The regulator has released its monitoring oversight plan for the next three years

“Broadly educative and constructive approach" – FMA on enforcing climate-related disclosures

Insurance News

By Kenneth Araullo

The Financial Markets Authority (FMA) – Te Mana Tātai Hokohoko laid out its approach for enforcing climate-related disclosures (CRD) as New Zealand moves towards the new regime.

FMA CRD manager Jenika Phipps said that the regulator’s monitory oversight plan for the next three years has been published, detailing the monitoring and enforcement regulations that companies in the country can expect.

“New Zealand is already well down the path, being one of the first counties in the world to introduce mandatory climate-related disclosures for our biggest fund managers, banks, insurers and listed companies,” Phipps said in an article from the FMA. “Now that the climate standards have been developed and published, it’s our job here at the FMA to monitor and enforce compliance.”
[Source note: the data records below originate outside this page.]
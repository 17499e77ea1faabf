//! The per-missile decision pipeline, one module per stage.
//!
//! Stages are pure functions over engine-owned state; the engine wires
//! them together each sweep: extrapolate -> classify -> plan.

pub mod classify;
pub mod extrapolate;
pub mod plan;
According to the FMA, the climate-related disclosures regime is designed to:

  • Ensure that the effects of climate are routinely considered across businesses, including insurance underwriting decisions
  • Help climate reporting entities (CREs) better demonstrate responsibility and foresight in their consideration of climate issues
  • Lead to more efficient allocation of capital and help the transition to further sustainability

Phipps said that the first years of the regime will have a more “helpful” outlook, and that firms can expect the FMA to take a “broadly educative and constructive approach,” supporting CREs and encouraging good practices development. It begins with the issuance of high-level guidance on compliance expectations and will move towards a “more proactive, regulatory” role once the regime becomes more established.

Phipps said that the FMA expects to see the first climate statements being lodged in early 2024. CREs are also expected to have made reasonable efforts to comply with their CRD regime obligations by then. Climate statements are also expected to be lodged within four months of its balance date unless a formal exemption has been requested of the FMA. This is important, Phipps stressed, so investors and stakeholders can have timely access to these climate statements.

Timely feedback can also be expected from the FMA regarding these climate statements to encourage good practice and support improvements. Phipps said that the FMA only expects to review supporting records if there are areas where there might have been significant non-compliance.

“We’ll also keep engaging with CREs and key stakeholders, issuing guidance and publishing factsheets as required,” Phipps said. “And while enforcement action is still an option at this early stage, we only expect to be heading down this path where there has been serious misconduct, such as failure to produce a climate statement or where a statement is false or misleading.”

To further help CREs with their reporting, the FMA also announced webinars for the CRD regime on July 20 and July 27.